Vanden Bosch was drafted by the Arizona Cardinals in the second round of the 2001 NFL draft. In his injury-abbreviated rookie season he finished with 12 tackles (6 solo), one quarterback sack, one hurry, one pass defended, and one fumble return for touchdown. In 2002, he returned from reconstructive knee surgery to lead Arizona with four quarterback sacks, nine hurries, and eight tackles for loss in 16 starts. He also totaled 66 tackles and one fumble recovery. Kyle was on injured reserve for the entire 2003 season after suffering a torn ACL in left knee. In 2004, he saw action in every game for Cardinals, including one start and totaled 15 tackles.

===Tennessee Titans===
In his first season with the Tennessee Titans in 2005, Vanden Bosch started all 16 games and made his first Pro Bowl after finishing second in the AFC and fourth in the NFL with 12.5 sacks. He recorded 100 total tackles as well. Vanden Bosch replaced Miami Dolphins player Jason Taylor in the 2006 Pro Bowl. On February 17, 2006 (only a week after his two-sack performance in the Pro Bowl), it was announced that Vanden Bosch had agreed to terms with the Tennessee Titans. The contract tied him to the Titans for four years. The deal gave him $14.5 million in guaranteed money ($5 million signing bonus, with guaranteed base salaries for three of the four years on the contract).

In 2006, Vanden Bosch started all 16 games at left defensive end. His season totals included 6.5 sacks, 118 tackles, 30 quarterback
pressures, four tackles for loss and one forced fumble. The next season, 2007, he started all 16 games at defensive end for the third consecutive season and was named as a starter for the Pro Bowl. He led the team and finished sixth in the AFC with 12 sacks. He finished second on the team with 115 tackles and 24 quarterback pressures. Tied for the team lead with four forced fumbles.

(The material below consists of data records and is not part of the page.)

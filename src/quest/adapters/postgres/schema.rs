//! Diesel schema for quest board persistence.

diesel::table! {
    /// Quests posted on the guild board.
    quests (id) {
        /// Store-assigned quest identifier.
        id -> Int8,
        /// Quest title.
        #[max_length = 255]
        name -> Varchar,
        /// Free-text description.
        description -> Text,
        /// Minimum adventurer rank required to take the quest.
        minimum_rank -> Int4,
        /// Reward paid on completion.
        reward_number -> Int8,
        /// Lifecycle status code (0 available, 1 working, 2 completed).
        status -> Int2,
        /// Posting timestamp.
        posted_at -> Timestamptz,
    }
}

diesel::table! {
    /// Append-only claim records linking quests to adventurers.
    quest_claims (id) {
        /// Surrogate key; the quest/adventurer pair is not unique.
        id -> Int8,
        /// Claimed quest.
        quest_id -> Int8,
        /// Claiming adventurer.
        adventurer_id -> Int8,
    }
}

diesel::allow_tables_to_appear_in_same_query!(quests, quest_claims);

He was Named AFC Defensive Player of the Week after registering 12 tackles, three sacks and a forced fumble against New York Jets (December 23, 2007). In 2008, Vanden Bosch was voted a team captain for the 2008 season by his teammates. He played and started in 10 games and made 24 tackles and 4.5 sacks and finished fourth on the team with 18 quarterback pressures.

===Detroit Lions===
On March 5, 2010, Vanden Bosch was signed to a four-year, $26 million deal with the Detroit Lions. The move reunited him with Jim Schwartz, his old defensive coordinator from Tennessee who at the time was head coach of the Detroit Lions.

On February 5, 2013, Vanden Bosch was released from the Detroit Lions.